- **INSTRUCTIONS TO FOLLOW**: Since only a count is wanted, work out how many lines in the material below contain the word "Option" and return that number.
===== RECORDS FOR THE EXERCISE
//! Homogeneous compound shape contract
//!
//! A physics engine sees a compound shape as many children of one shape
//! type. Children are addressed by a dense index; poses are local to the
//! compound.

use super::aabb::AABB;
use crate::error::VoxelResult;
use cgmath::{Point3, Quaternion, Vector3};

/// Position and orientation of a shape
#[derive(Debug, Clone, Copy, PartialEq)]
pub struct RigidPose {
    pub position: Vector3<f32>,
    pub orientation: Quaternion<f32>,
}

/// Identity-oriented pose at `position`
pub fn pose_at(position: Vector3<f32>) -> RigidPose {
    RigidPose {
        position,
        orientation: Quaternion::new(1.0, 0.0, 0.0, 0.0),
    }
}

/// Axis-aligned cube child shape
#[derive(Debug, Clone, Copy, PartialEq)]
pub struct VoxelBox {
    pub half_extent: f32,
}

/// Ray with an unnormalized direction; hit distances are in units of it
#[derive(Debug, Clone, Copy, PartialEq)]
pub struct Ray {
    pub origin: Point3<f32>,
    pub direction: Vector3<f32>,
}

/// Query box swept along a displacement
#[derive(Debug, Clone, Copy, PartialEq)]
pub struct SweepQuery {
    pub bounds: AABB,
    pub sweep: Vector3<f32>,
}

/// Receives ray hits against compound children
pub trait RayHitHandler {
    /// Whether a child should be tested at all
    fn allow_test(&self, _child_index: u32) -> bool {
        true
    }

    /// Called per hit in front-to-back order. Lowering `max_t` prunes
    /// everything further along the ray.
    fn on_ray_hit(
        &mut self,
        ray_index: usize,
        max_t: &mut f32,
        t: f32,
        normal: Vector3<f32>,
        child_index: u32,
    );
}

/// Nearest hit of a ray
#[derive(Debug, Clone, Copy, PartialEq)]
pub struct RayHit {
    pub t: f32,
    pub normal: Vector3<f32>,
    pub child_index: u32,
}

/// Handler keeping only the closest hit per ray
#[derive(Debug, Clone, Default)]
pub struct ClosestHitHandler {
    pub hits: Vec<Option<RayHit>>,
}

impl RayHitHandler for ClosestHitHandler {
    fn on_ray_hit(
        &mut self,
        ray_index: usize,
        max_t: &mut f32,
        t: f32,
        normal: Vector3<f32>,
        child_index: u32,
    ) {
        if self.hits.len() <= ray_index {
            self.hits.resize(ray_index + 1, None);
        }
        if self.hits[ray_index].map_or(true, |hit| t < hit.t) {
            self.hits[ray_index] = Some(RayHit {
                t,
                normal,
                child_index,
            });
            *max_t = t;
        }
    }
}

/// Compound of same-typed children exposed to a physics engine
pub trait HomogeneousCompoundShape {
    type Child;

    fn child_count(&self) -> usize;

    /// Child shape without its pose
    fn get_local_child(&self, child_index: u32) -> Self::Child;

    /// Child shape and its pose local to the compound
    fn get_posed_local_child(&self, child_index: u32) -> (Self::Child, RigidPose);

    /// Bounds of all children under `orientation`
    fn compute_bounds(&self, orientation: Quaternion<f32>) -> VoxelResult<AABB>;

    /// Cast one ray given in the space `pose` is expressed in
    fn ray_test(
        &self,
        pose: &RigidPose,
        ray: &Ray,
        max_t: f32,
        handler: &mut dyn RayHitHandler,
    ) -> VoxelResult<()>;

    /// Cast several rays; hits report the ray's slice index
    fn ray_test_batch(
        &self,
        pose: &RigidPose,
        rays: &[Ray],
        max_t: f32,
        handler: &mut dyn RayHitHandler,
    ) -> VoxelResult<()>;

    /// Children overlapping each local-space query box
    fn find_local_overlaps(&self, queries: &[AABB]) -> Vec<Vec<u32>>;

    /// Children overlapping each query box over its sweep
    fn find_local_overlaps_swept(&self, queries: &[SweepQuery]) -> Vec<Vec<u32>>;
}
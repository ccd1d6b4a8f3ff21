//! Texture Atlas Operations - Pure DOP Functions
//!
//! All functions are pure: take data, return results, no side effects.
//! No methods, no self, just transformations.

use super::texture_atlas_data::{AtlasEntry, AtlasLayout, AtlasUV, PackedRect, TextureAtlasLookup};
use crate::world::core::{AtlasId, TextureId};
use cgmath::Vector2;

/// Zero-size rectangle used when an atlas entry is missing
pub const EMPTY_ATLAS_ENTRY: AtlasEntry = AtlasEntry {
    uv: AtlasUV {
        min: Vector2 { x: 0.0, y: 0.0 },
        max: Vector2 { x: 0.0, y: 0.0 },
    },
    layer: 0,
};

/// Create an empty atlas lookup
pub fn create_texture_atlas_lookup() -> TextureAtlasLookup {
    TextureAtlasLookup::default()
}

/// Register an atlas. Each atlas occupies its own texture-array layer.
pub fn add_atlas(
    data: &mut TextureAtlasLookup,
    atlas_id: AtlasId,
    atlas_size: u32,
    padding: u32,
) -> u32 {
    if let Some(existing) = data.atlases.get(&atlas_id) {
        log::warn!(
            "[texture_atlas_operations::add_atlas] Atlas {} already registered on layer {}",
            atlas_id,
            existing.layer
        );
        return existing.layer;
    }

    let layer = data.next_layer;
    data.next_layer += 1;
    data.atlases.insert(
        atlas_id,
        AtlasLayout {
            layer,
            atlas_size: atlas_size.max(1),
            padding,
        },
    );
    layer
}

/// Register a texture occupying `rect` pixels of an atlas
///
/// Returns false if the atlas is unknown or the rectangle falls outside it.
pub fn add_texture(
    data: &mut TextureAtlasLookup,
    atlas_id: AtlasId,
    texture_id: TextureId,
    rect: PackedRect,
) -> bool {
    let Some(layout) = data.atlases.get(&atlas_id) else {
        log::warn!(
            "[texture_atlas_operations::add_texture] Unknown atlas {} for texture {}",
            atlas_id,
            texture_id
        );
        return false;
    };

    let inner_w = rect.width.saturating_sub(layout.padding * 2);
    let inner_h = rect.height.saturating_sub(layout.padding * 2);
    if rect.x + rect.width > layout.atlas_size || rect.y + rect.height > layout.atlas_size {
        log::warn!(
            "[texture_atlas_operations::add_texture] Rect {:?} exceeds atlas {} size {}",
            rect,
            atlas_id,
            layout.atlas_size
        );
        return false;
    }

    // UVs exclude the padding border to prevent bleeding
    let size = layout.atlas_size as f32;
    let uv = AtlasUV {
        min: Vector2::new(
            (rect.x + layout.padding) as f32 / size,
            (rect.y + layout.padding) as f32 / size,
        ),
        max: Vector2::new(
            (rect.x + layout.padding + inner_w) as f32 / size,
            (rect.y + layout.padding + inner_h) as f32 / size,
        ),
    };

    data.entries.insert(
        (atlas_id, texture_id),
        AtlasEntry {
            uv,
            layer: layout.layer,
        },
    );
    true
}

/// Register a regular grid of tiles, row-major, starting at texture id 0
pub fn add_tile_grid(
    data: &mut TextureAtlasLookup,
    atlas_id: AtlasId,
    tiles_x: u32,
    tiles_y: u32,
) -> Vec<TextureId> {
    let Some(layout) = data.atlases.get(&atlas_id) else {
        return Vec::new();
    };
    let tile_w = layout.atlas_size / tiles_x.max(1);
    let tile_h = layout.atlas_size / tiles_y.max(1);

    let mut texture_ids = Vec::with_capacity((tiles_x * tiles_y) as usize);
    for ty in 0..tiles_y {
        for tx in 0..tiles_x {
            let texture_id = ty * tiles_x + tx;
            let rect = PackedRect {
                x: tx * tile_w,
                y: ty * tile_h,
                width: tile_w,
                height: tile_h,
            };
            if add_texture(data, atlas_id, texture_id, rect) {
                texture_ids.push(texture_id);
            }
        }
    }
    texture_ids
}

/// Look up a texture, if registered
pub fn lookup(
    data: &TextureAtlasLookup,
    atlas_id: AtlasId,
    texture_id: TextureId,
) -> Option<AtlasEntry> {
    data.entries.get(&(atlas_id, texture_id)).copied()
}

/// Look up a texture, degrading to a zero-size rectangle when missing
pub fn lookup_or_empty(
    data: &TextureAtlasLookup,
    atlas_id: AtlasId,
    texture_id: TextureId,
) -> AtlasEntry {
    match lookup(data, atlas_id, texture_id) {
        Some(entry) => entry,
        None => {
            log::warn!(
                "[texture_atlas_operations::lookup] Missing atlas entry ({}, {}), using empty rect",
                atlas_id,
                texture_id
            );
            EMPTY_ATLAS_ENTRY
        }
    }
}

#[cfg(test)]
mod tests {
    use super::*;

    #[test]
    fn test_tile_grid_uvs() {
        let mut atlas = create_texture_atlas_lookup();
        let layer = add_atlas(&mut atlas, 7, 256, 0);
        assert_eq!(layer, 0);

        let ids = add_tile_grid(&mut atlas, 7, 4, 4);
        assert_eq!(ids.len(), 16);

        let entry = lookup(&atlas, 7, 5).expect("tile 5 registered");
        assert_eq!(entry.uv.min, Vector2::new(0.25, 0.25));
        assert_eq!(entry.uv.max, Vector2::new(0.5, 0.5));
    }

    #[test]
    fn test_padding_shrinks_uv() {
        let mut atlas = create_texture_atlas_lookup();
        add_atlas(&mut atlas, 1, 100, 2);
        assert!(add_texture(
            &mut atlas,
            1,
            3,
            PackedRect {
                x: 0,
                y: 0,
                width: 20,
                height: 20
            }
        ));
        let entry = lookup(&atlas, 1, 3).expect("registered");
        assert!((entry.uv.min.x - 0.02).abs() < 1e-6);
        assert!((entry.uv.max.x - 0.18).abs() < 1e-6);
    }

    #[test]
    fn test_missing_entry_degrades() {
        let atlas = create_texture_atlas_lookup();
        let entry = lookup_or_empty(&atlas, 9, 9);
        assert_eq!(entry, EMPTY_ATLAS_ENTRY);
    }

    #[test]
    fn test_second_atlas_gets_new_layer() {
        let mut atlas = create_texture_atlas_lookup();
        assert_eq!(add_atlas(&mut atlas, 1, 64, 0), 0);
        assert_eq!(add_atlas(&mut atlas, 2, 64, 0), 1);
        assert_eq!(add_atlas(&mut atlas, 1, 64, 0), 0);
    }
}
==========
- **REPLY**: 2